[Stored data entries]
use std::collections::BTreeMap;
use std::time::{Duration, Instant};

use crate::rtp::{RtpPacket, SeqNo};

/// Oldest packet kept for retransmission.
pub(crate) const MAX_PACKET_AGE: Duration = Duration::from_secs(1);

/// Most packets kept for retransmission.
pub(crate) const MAX_PACKET_COUNT: usize = 512;

/// Cache of recently sent packets, serving incoming NACKs.
///
/// Entries are evicted both by age and by count. Packets are stored as
/// copies; the cache never borrows send buffers.
#[derive(Debug, Default)]
pub(crate) struct RtxCache {
    packets: BTreeMap<u64, (Instant, RtpPacket)>,
}

impl RtxCache {
    pub fn new() -> Self {
        RtxCache::default()
    }

    pub fn cache_sent_packet(&mut self, seq_no: SeqNo, packet: RtpPacket, now: Instant) {
        self.packets.insert(*seq_no, (now, packet));
        self.evict(now);
    }

    pub fn get(&self, seq_no: SeqNo) -> Option<&RtpPacket> {
        self.packets.get(&*seq_no).map(|(_, p)| p)
    }

    pub fn len(&self) -> usize {
        self.packets.len()
    }

    pub fn clear(&mut self) {
        self.packets.clear();
    }

    fn evict(&mut self, now: Instant) {
        while self.packets.len() > MAX_PACKET_COUNT {
            let oldest = *self.packets.keys().next().unwrap();
            self.packets.remove(&oldest);
        }

        let cutoff = now.checked_sub(MAX_PACKET_AGE);
        if let Some(cutoff) = cutoff {
            self.packets.retain(|_, (at, _)| *at >= cutoff);
        }
    }
}

#[cfg(test)]
mod test {
    use super::*;
    use crate::rtp::{ExtensionMap, RtpHeader};

    fn packet(seq: u16) -> RtpPacket {
        let header = RtpHeader {
            sequence_number: seq,
            ssrc: 1.into(),
            ..Default::default()
        };
        let mut buf = vec![0; 64];
        let n = header.write_to(&mut buf, &ExtensionMap::empty());
        buf.truncate(n);
        buf.extend_from_slice(&[1, 2, 3]);
        RtpPacket::parse(&buf, &ExtensionMap::empty()).unwrap()
    }

    #[test]
    fn get_cached() {
        let now = Instant::now();
        let mut cache = RtxCache::new();

        cache.cache_sent_packet(1000.into(), packet(1000), now);

        assert!(cache.get(1000.into()).is_some());
        assert!(cache.get(1001.into()).is_none());
    }

    #[test]
    fn evicts_by_count() {
        let now = Instant::now();
        let mut cache = RtxCache::new();

        for i in 0..(MAX_PACKET_COUNT as u64 + 100) {
            cache.cache_sent_packet(i.into(), packet(i as u16), now);
        }

        assert_eq!(cache.len(), MAX_PACKET_COUNT);
        assert!(cache.get(0.into()).is_none());
        assert!(cache.get(600.into()).is_some());
    }

    #[test]
    fn evicts_by_age() {
        let now = Instant::now();
        let mut cache = RtxCache::new();

        cache.cache_sent_packet(1.into(), packet(1), now);
        cache.cache_sent_packet(
            2.into(),
            packet(2),
            now + Duration::from_millis(1500),
        );

        assert!(cache.get(1.into()).is_none());
        assert!(cache.get(2.into()).is_some());
    }
}
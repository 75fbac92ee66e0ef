//! Control channel message types.
//!
//! The worker talks line-delimited JSON with its controller. Requests
//! address a transport (and producer/consumer within it); responses are
//! accepted with optional data, or an error string. Notifications flow
//! the other way, from the core to the controller.

use serde::{Deserialize, Serialize};
use serde_json::Value;

use crate::SfuError;

/// A request from the controller.
#[derive(Debug, Clone, Serialize, Deserialize)]
pub struct Request {
    pub id: u32,
    pub method: String,
    #[serde(default)]
    pub internal: Internal,
    #[serde(default)]
    pub data: Value,
}

/// Routing ids of a request.
#[derive(Debug, Clone, Default, Serialize, Deserialize)]
#[serde(rename_all = "camelCase")]
pub struct Internal {
    #[serde(default, skip_serializing_if = "Option::is_none")]
    pub transport_id: Option<String>,
    #[serde(default, skip_serializing_if = "Option::is_none")]
    pub producer_id: Option<String>,
    #[serde(default, skip_serializing_if = "Option::is_none")]
    pub consumer_id: Option<String>,
}

/// The worker's answer to a [`Request`].
#[derive(Debug, Clone, Serialize, Deserialize)]
pub struct Response {
    pub id: u32,
    pub accepted: bool,
    #[serde(skip_serializing_if = "Option::is_none")]
    pub data: Option<Value>,
    #[serde(skip_serializing_if = "Option::is_none")]
    pub error: Option<String>,
}

impl Response {
    pub fn accepted(id: u32, data: Option<Value>) -> Response {
        Response {
            id,
            accepted: true,
            data,
            error: None,
        }
    }

    pub fn error(id: u32, error: &SfuError) -> Response {
        Response {
            id,
            accepted: false,
            data: None,
            error: Some(error.to_string()),
        }
    }
}

/// An event pushed from the core to the controller.
#[derive(Debug, Clone, Serialize, Deserialize)]
#[serde(rename_all = "camelCase")]
pub struct Notification {
    pub target_id: String,
    pub event: String,
    #[serde(skip_serializing_if = "Option::is_none")]
    pub data: Option<Value>,
}

/// Payload of `transport.produce`.
#[derive(Debug, Clone, Serialize, Deserialize)]
#[serde(rename_all = "camelCase")]
pub struct ProduceData {
    pub kind: crate::MediaKind,
    pub rtp_parameters: RtpParametersData,
    #[serde(default)]
    pub paused: bool,
}

/// Payload of `transport.consume`.
#[derive(Debug, Clone, Serialize, Deserialize)]
#[serde(rename_all = "camelCase")]
pub struct ConsumeData {
    pub kind: crate::MediaKind,
    #[serde(rename = "type")]
    pub consumer_type: crate::ConsumerType,
    pub rtp_parameters: ConsumerRtpParametersData,
    #[serde(default)]
    pub paused: bool,
    #[serde(default)]
    pub preferred_layers: Option<PreferredLayersData>,
}

/// Wire form of producer RTP parameters.
#[derive(Debug, Clone, Serialize, Deserialize)]
#[serde(rename_all = "camelCase")]
pub struct RtpParametersData {
    #[serde(default)]
    pub mid: Option<String>,
    pub encodings: Vec<EncodingData>,
    /// Wire payload type to canonical payload type.
    #[serde(default)]
    pub payload_map: Vec<(u8, u8)>,
    /// Extension id to extension URI-ish short name.
    #[serde(default)]
    pub header_extensions: Vec<HeaderExtensionData>,
    pub clock_rate: u32,
    /// Payload format, for keyframe detection.
    #[serde(default)]
    pub codec: Option<crate::CodecKind>,
}

/// Wire form of consumer RTP parameters.
#[derive(Debug, Clone, Serialize, Deserialize)]
#[serde(rename_all = "camelCase")]
pub struct ConsumerRtpParametersData {
    #[serde(default)]
    pub mid: Option<String>,
    pub ssrc: u32,
    pub payload_type: u8,
    #[serde(default)]
    pub header_extensions: Vec<HeaderExtensionData>,
    pub clock_rate: u32,
}

/// One encoding declaration.
#[derive(Debug, Clone, Serialize, Deserialize)]
#[serde(rename_all = "camelCase")]
pub struct EncodingData {
    #[serde(default)]
    pub ssrc: Option<u32>,
    #[serde(default)]
    pub rid: Option<String>,
    pub mapped_ssrc: u32,
}

/// One header extension declaration.
#[derive(Debug, Clone, Serialize, Deserialize)]
#[serde(rename_all = "camelCase")]
pub struct HeaderExtensionData {
    pub id: u8,
    pub uri: String,
}

/// Payload of `consumer.setPreferredLayers`.
#[derive(Debug, Clone, Serialize, Deserialize)]
#[serde(rename_all = "camelCase")]
pub struct PreferredLayersData {
    pub spatial_layer: u8,
}

/// Payload of `transport.setMaxIncomingBitrate`.
#[derive(Debug, Clone, Serialize, Deserialize)]
pub struct MaxIncomingBitrateData {
    pub bitrate: u32,
}

/// Map a header extension URI to the crate's extension enum.
pub fn extension_from_uri(uri: &str) -> Option<crate::rtp::Extension> {
    use crate::rtp::Extension::*;
    let ext = match uri {
        "urn:ietf:params:rtp-hdrext:sdes:mid" => RtpMid,
        "urn:ietf:params:rtp-hdrext:sdes:rtp-stream-id" => RtpStreamId,
        "urn:ietf:params:rtp-hdrext:sdes:repaired-rtp-stream-id" => RepairedRtpStreamId,
        "http://www.webrtc.org/experiments/rtp-hdrext/abs-send-time" => AbsoluteSendTime,
        "http://www.ietf.org/id/draft-holmer-rmcat-transport-wide-cc-extensions-01" => {
            TransportSequenceNumber
        }
        "http://tools.ietf.org/html/draft-ietf-avtext-framemarking-07" => FrameMarking,
        "urn:ietf:params:rtp-hdrext:ssrc-audio-level" => AudioLevel,
        "urn:3gpp:video-orientation" => VideoOrientation,
        "urn:ietf:params:rtp-hdrext:toffset" => TransmissionTimeOffset,
        _ => return None,
    };
    Some(ext)
}

#[cfg(test)]
mod test {
    use super::*;

    #[test]
    fn request_parses_from_json_line() {
        let line = r#"{
            "id": 7,
            "method": "transport.produce",
            "internal": { "transportId": "t1", "producerId": "p1" },
            "data": {
                "kind": "video",
                "paused": false,
                "rtpParameters": {
                    "mid": "a",
                    "encodings": [ { "ssrc": 100, "mappedSsrc": 1100 } ],
                    "clockRate": 90000
                }
            }
        }"#;

        let request: Request = serde_json::from_str(line).unwrap();
        assert_eq!(request.id, 7);
        assert_eq!(request.method, "transport.produce");
        assert_eq!(request.internal.producer_id.as_deref(), Some("p1"));

        let data: ProduceData = serde_json::from_value(request.data).unwrap();
        assert_eq!(data.rtp_parameters.encodings.len(), 1);
        assert_eq!(data.rtp_parameters.encodings[0].mapped_ssrc, 1100);
    }

    #[test]
    fn response_serializes_accepted_and_error() {
        let ok = Response::accepted(1, Some(serde_json::json!({"type": "simple"})));
        let s = serde_json::to_string(&ok).unwrap();
        assert!(s.contains("\"accepted\":true"));

        let err = Response::error(2, &SfuError::NotFound("producer".into()));
        let s = serde_json::to_string(&err).unwrap();
        assert!(s.contains("\"accepted\":false"));
        assert!(s.contains("not found"));
    }

    #[test]
    fn notification_shape() {
        let n = Notification {
            target_id: "c1".into(),
            event: "layerschange".into(),
            data: Some(serde_json::json!({ "spatialLayer": 2 })),
        };
        let s = serde_json::to_string(&n).unwrap();
        assert!(s.contains("\"targetId\":\"c1\""));
    }
}
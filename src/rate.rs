//! Sliding window bitrate estimation.

use std::time::Instant;

use crate::util::epoch_millis;

const DEFAULT_WINDOW_MS: u64 = 1000;
const DEFAULT_ITEMS: usize = 100;
const DEFAULT_SCALE: f32 = 8000.0;

/// Sliding-window rate estimator.
///
/// The window is a ring of sub-windows (1000 ms split into 100 items of
/// 10 ms by default). Samples land in the newest item; items older than
/// the window are subtracted as time advances. The reported rate is
/// `total_bytes * scale / window_ms`, i.e. bits per second with the
/// default scale.
#[derive(Debug, Clone)]
pub struct RateCalculator {
    window_ms: u64,
    item_ms: u64,
    scale: f32,
    items: Vec<Item>,
    newest: Option<usize>,
    newest_start: u64,
    oldest: Option<usize>,
    oldest_start: u64,
    total: u64,
    bytes: u64,
    last_rate: u32,
    last_at: u64,
}

#[derive(Debug, Clone, Copy, Default)]
struct Item {
    count: u64,
    time: u64,
}

impl Default for RateCalculator {
    fn default() -> Self {
        RateCalculator::new(DEFAULT_WINDOW_MS, DEFAULT_ITEMS, DEFAULT_SCALE)
    }
}

impl RateCalculator {
    /// A calculator over `window_ms`, split into `items` sub-windows.
    pub fn new(window_ms: u64, items: usize, scale: f32) -> Self {
        assert!(items > 0);
        RateCalculator {
            window_ms,
            item_ms: (window_ms / items as u64).max(1),
            scale,
            items: vec![Item::default(); items],
            newest: None,
            newest_start: 0,
            oldest: None,
            oldest_start: 0,
            total: 0,
            bytes: 0,
            last_rate: 0,
            last_at: 0,
        }
    }

    /// Feed a sample of `size` bytes observed at `now`.
    pub fn update(&mut self, size: usize, now: Instant) {
        let now_ms = epoch_millis(now);

        // Old data, should not happen.
        if now_ms < self.oldest_start {
            return;
        }

        self.bytes += size as u64;

        self.remove_old(now_ms);

        let start_new_item = match self.newest {
            None => true,
            Some(_) => now_ms - self.newest_start >= self.item_ms,
        };

        if start_new_item {
            let idx = self.newest.map(|i| (i + 1) % self.items.len()).unwrap_or(0);

            // Newest caught up with oldest, evict.
            if Some(idx) == self.oldest {
                let oldest = &mut self.items[idx];
                self.total -= oldest.count;
                *oldest = Item::default();

                let next = (idx + 1) % self.items.len();
                self.oldest = Some(next);
                self.oldest_start = self.items[next].time;
            }

            self.items[idx] = Item {
                count: size as u64,
                time: now_ms,
            };
            self.newest = Some(idx);
            self.newest_start = now_ms;
        } else {
            let idx = self.newest.unwrap();
            self.items[idx].count += size as u64;
        }

        if self.oldest.is_none() {
            self.oldest = self.newest;
            self.oldest_start = now_ms;
        }

        self.total += size as u64;

        // Force recalculation even within the same loop iteration.
        self.last_rate = 0;
        self.last_at = 0;
    }

    /// The current rate at `now`, in `scale` units (bits per second by
    /// default).
    pub fn rate(&mut self, now: Instant) -> u32 {
        let now_ms = epoch_millis(now);

        if now_ms == self.last_at {
            return self.last_rate;
        }

        self.remove_old(now_ms);

        let scale = self.scale / self.window_ms as f32;

        self.last_at = now_ms;
        self.last_rate = (self.total as f32 * scale + 0.5).trunc() as u32;

        self.last_rate
    }

    /// Total bytes ever fed.
    pub fn total_bytes(&self) -> u64 {
        self.bytes
    }

    fn remove_old(&mut self, now_ms: u64) {
        let (Some(_), Some(newest)) = (self.oldest, self.newest) else {
            return;
        };

        let new_oldest_time = now_ms.saturating_sub(self.window_ms);

        if new_oldest_time <= self.oldest_start {
            return;
        }

        // A whole window has elapsed since the last sample.
        if new_oldest_time > self.items[newest].time {
            self.reset();
            return;
        }

        while self.oldest_start < new_oldest_time {
            let idx = self.oldest.unwrap();
            let item = &mut self.items[idx];
            self.total -= item.count;
            *item = Item::default();

            let next = (idx + 1) % self.items.len();
            self.oldest = Some(next);
            self.oldest_start = self.items[next].time;
        }
    }

    fn reset(&mut self) {
        self.items.iter_mut().for_each(|i| *i = Item::default());
        self.newest = None;
        self.newest_start = 0;
        self.oldest = None;
        self.oldest_start = 0;
        self.total = 0;
    }
}

/// Packet counter wrapping a [`RateCalculator`].
#[derive(Debug, Clone, Default)]
pub struct RtpDataCounter {
    packets: u64,
    rate: RateCalculator,
}

impl RtpDataCounter {
    /// Count one packet of `size` bytes at `now`.
    pub fn update(&mut self, size: usize, now: Instant) {
        self.packets += 1;
        self.rate.update(size, now);
    }

    /// Current bitrate.
    pub fn bitrate(&mut self, now: Instant) -> u32 {
        self.rate.rate(now)
    }

    /// Total packets counted.
    pub fn packets(&self) -> u64 {
        self.packets
    }

    /// Total bytes counted.
    pub fn bytes(&self) -> u64 {
        self.rate.total_bytes()
    }
}
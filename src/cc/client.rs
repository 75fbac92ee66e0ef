use std::collections::BTreeMap;
use std::time::{Duration, Instant};

use crate::rate::RateCalculator;
use crate::rtp::{extend_u16, PacketStatus, RtpPacket, TransportFeedback};

use super::Pacer;

// Minimum spacing of available-bitrate events.
const AVAILABLE_BITRATE_EVENT_INTERVAL: Duration = Duration::from_secs(2);

// A drop below this ratio of the previous estimate is notified at once.
const FAST_DECREASE_RATIO: f64 = 0.75;

// Loss above this fraction pulls the estimate down.
const LOSS_THRESHOLD: f64 = 0.10;

// Careful probing factor when feedback reports clean delivery.
const INCREASE_FACTOR: f64 = 1.05;

// Sent-packet records older than this are dropped.
const SENT_HISTORY: Duration = Duration::from_secs(2);

/// Send-side congestion control.
///
/// Owns the pacer, assigns transport-wide sequence numbers, digests
/// transport feedback and REMB into a smoothed available-bitrate signal
/// and decides when the transport should be notified of changes.
#[derive(Debug)]
pub struct TccClient {
    pacer: Pacer,
    initial_available_bitrate: u32,
    available_bitrate: u32,
    remb_bitrate: Option<u32>,
    last_event_at: Option<Instant>,
    first_event_sent: bool,
    next_wide_seq: u16,
    last_acked_seq: Option<u64>,
    /// Widened wide-seq to (size, sent at).
    sent: BTreeMap<u64, (usize, Instant)>,
    last_sent_ext: Option<u64>,
    acked_rate: RateCalculator,
}

impl TccClient {
    pub fn new(initial_available_bitrate: u32) -> TccClient {
        TccClient {
            pacer: Pacer::new(initial_available_bitrate as u64),
            initial_available_bitrate,
            available_bitrate: initial_available_bitrate,
            remb_bitrate: None,
            last_event_at: None,
            first_event_sent: false,
            next_wide_seq: 0,
            last_acked_seq: None,
            sent: BTreeMap::new(),
            last_sent_ext: None,
            acked_rate: RateCalculator::default(),
        }
    }

    /// Allocate the next transport-wide sequence number.
    pub fn next_wide_seq(&mut self) -> u16 {
        let seq = self.next_wide_seq;
        self.next_wide_seq = self.next_wide_seq.wrapping_add(1);
        seq
    }

    /// Queue a packet into the pacer.
    pub fn insert_packet(&mut self, packet: RtpPacket) {
        self.pacer.enqueue(packet);
    }

    /// Take the next packet the pacer releases.
    pub fn poll_packet(&mut self, now: Instant) -> Option<RtpPacket> {
        self.pacer.poll_packet(now)
    }

    /// Record a packet as put on the wire.
    pub fn packet_sent(&mut self, now: Instant, wide_seq: u16, size: usize) {
        let ext = extend_u16(self.last_sent_ext, wide_seq);
        self.last_sent_ext = Some(ext);
        self.sent.insert(ext, (size, now));

        // Trim history.
        let cutoff = now.checked_sub(SENT_HISTORY);
        if let Some(cutoff) = cutoff {
            self.sent.retain(|_, (_, at)| *at >= cutoff);
        }
    }

    /// Feed a REMB estimate from the remote receiver.
    ///
    /// Returns the new available bitrate when an event is due.
    pub fn receive_estimated_bitrate(&mut self, now: Instant, bitrate: u32) -> Option<u32> {
        self.remb_bitrate = Some(bitrate);

        let updated = self.available_bitrate.min(bitrate).max(1);
        self.update_available(now, updated)
    }

    /// Digest a transport-wide feedback packet.
    pub fn receive_transport_feedback(
        &mut self,
        now: Instant,
        feedback: &TransportFeedback,
    ) -> Option<u32> {
        let mut received = 0u32;
        let mut lost = 0u32;

        let anchor = self.last_acked_seq.or(self.last_sent_ext);

        for (seq16, status, _) in feedback.iter() {
            let ext = extend_u16(anchor, seq16);

            if status == PacketStatus::NotReceived {
                lost += 1;
                continue;
            }

            received += 1;
            self.last_acked_seq = Some(ext);

            if let Some((size, _)) = self.sent.remove(&ext) {
                self.acked_rate.update(size, now);
            }
        }

        if received == 0 {
            return None;
        }

        let total = received + lost;
        let loss = lost as f64 / total as f64;
        let acked_bps = self.acked_rate.rate(now) as f64;

        let current = self.available_bitrate as f64;
        let updated = if loss > LOSS_THRESHOLD {
            // Back off proportionally to the observed loss.
            current * (1.0 - 0.5 * loss)
        } else {
            // Clean interval: probe upward, bounded by what is provably
            // getting through (with headroom) and by REMB.
            let ceiling = (acked_bps * 2.0).max(self.initial_available_bitrate as f64);
            (current * INCREASE_FACTOR).min(ceiling)
        };

        let updated = match self.remb_bitrate {
            Some(remb) => updated.min(remb as f64),
            None => updated,
        };

        trace!(
            "Transport feedback [loss:{:.2}, acked:{}, available:{}]",
            loss,
            acked_bps,
            updated as u32
        );

        self.update_available(now, (updated as u32).max(1))
    }

    /// Current estimate.
    pub fn available_bitrate(&self) -> u32 {
        self.available_bitrate
    }

    /// The pacer's next process deadline.
    pub fn poll_timeout(&self) -> Option<Instant> {
        self.pacer.poll_timeout()
    }

    /// Drive the pacer.
    pub fn handle_timeout(&mut self, now: Instant) {
        self.pacer.handle_timeout(now);
    }

    // Event cadence: first valid estimate, two-second interval, or a
    // fast decrease.
    fn update_available(&mut self, now: Instant, updated: u32) -> Option<u32> {
        let previous = self.available_bitrate;
        self.available_bitrate = updated;
        self.pacer.set_pacing_rate(updated as u64);

        let mut notify = false;

        if !self.first_event_sent {
            notify = true;
        } else if let Some(at) = self.last_event_at {
            if now.duration_since(at) >= AVAILABLE_BITRATE_EVENT_INTERVAL {
                notify = true;
            } else if (updated as f64) < previous as f64 * FAST_DECREASE_RATIO {
                debug!(
                    "High BWE decrease detected [before:{}, now:{}]",
                    previous, updated
                );
                notify = true;
            }
        } else {
            notify = true;
        }

        if notify {
            self.first_event_sent = true;
            self.last_event_at = Some(now);
            Some(updated)
        } else {
            None
        }
    }
}

#[cfg(test)]
mod test {
    use super::*;
    use crate::rtp::{ExtensionMap, RtpHeader, TransportFeedback};

    fn feedback(pairs: &[(u16, u64)], lost: &[u16]) -> TransportFeedback {
        let mut fb = TransportFeedback::new();
        // Pre-base.
        let (first_seq, first_ts) = pairs[0];
        fb.add_packet(first_seq.wrapping_sub(1), first_ts, 1200);
        for (seq, ts) in pairs {
            if lost.contains(seq) {
                continue;
            }
            assert!(fb.add_packet(*seq, *ts, 1200));
        }
        fb.finalize();
        fb
    }

    fn sent_packets(client: &mut TccClient, now: Instant, count: u16) {
        for i in 0..count {
            client.packet_sent(now + Duration::from_millis(i as u64), i, 1200);
        }
    }

    #[test]
    fn first_feedback_notifies() {
        let now = Instant::now();
        let mut client = TccClient::new(600_000);
        sent_packets(&mut client, now, 10);

        let pairs: Vec<(u16, u64)> = (1..10u16).map(|i| (i, 1000 + i as u64)).collect();
        let fb = feedback(&pairs, &[]);

        let event = client.receive_transport_feedback(now + Duration::from_millis(50), &fb);
        assert!(event.is_some());
    }

    #[test]
    fn events_are_rate_limited() {
        let now = Instant::now();
        let mut client = TccClient::new(600_000);
        sent_packets(&mut client, now, 40);

        let pairs: Vec<(u16, u64)> = (1..10u16).map(|i| (i, 1000 + i as u64)).collect();
        let fb = feedback(&pairs, &[]);
        assert!(client
            .receive_transport_feedback(now + Duration::from_millis(20), &fb)
            .is_some());

        // A similar feedback right after: no event.
        let pairs: Vec<(u16, u64)> = (10..20u16).map(|i| (i, 1000 + i as u64)).collect();
        let fb = feedback(&pairs, &[]);
        assert!(client
            .receive_transport_feedback(now + Duration::from_millis(40), &fb)
            .is_none());

        // Two seconds later: event again.
        let pairs: Vec<(u16, u64)> = (20..30u16).map(|i| (i, 4000 + i as u64)).collect();
        let fb = feedback(&pairs, &[]);
        assert!(client
            .receive_transport_feedback(now + Duration::from_millis(2100), &fb)
            .is_some());
    }

    #[test]
    fn heavy_loss_decreases_estimate() {
        let now = Instant::now();
        let mut client = TccClient::new(600_000);
        sent_packets(&mut client, now, 40);

        let before = client.available_bitrate();

        // Half the packets lost.
        let pairs: Vec<(u16, u64)> = (1..21u16).map(|i| (i, 1000 + i as u64)).collect();
        let lost: Vec<u16> = (1..21u16).filter(|i| i % 2 == 0).collect();
        let fb = feedback(&pairs, &lost);

        client.receive_transport_feedback(now + Duration::from_millis(50), &fb);
        assert!(client.available_bitrate() < before);
    }

    #[test]
    fn remb_caps_the_estimate() {
        let now = Instant::now();
        let mut client = TccClient::new(600_000);

        let event = client.receive_estimated_bitrate(now, 300_000);
        assert_eq!(event, Some(300_000));
        assert_eq!(client.available_bitrate(), 300_000);
    }

    #[test]
    fn fast_decrease_bypasses_rate_limit() {
        let now = Instant::now();
        let mut client = TccClient::new(600_000);

        assert!(client.receive_estimated_bitrate(now, 600_000).is_some());

        // Crash to a quarter shortly after: notified despite interval.
        let event = client.receive_estimated_bitrate(now + Duration::from_millis(100), 100_000);
        assert_eq!(event, Some(100_000));
    }

    #[test]
    fn pacer_round_trip() {
        let now = Instant::now();
        let mut client = TccClient::new(1_000_000);

        let header = RtpHeader::default();
        let mut buf = vec![0; 64];
        let n = header.write_to(&mut buf, &ExtensionMap::empty());
        buf.truncate(n);
        buf.extend_from_slice(&[0; 100]);
        let packet = RtpPacket::parse(&buf, &ExtensionMap::empty()).unwrap();

        client.insert_packet(packet.clone());
        let out = client.poll_packet(now).unwrap();
        assert_eq!(out.data(), packet.data());
    }
}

* Problem details:
Pull every line containing the string "Sliding" out of the data above and copy it.

* Result of this task:
//! Sliding window bitrate estimation.
/// Sliding-window rate estimator.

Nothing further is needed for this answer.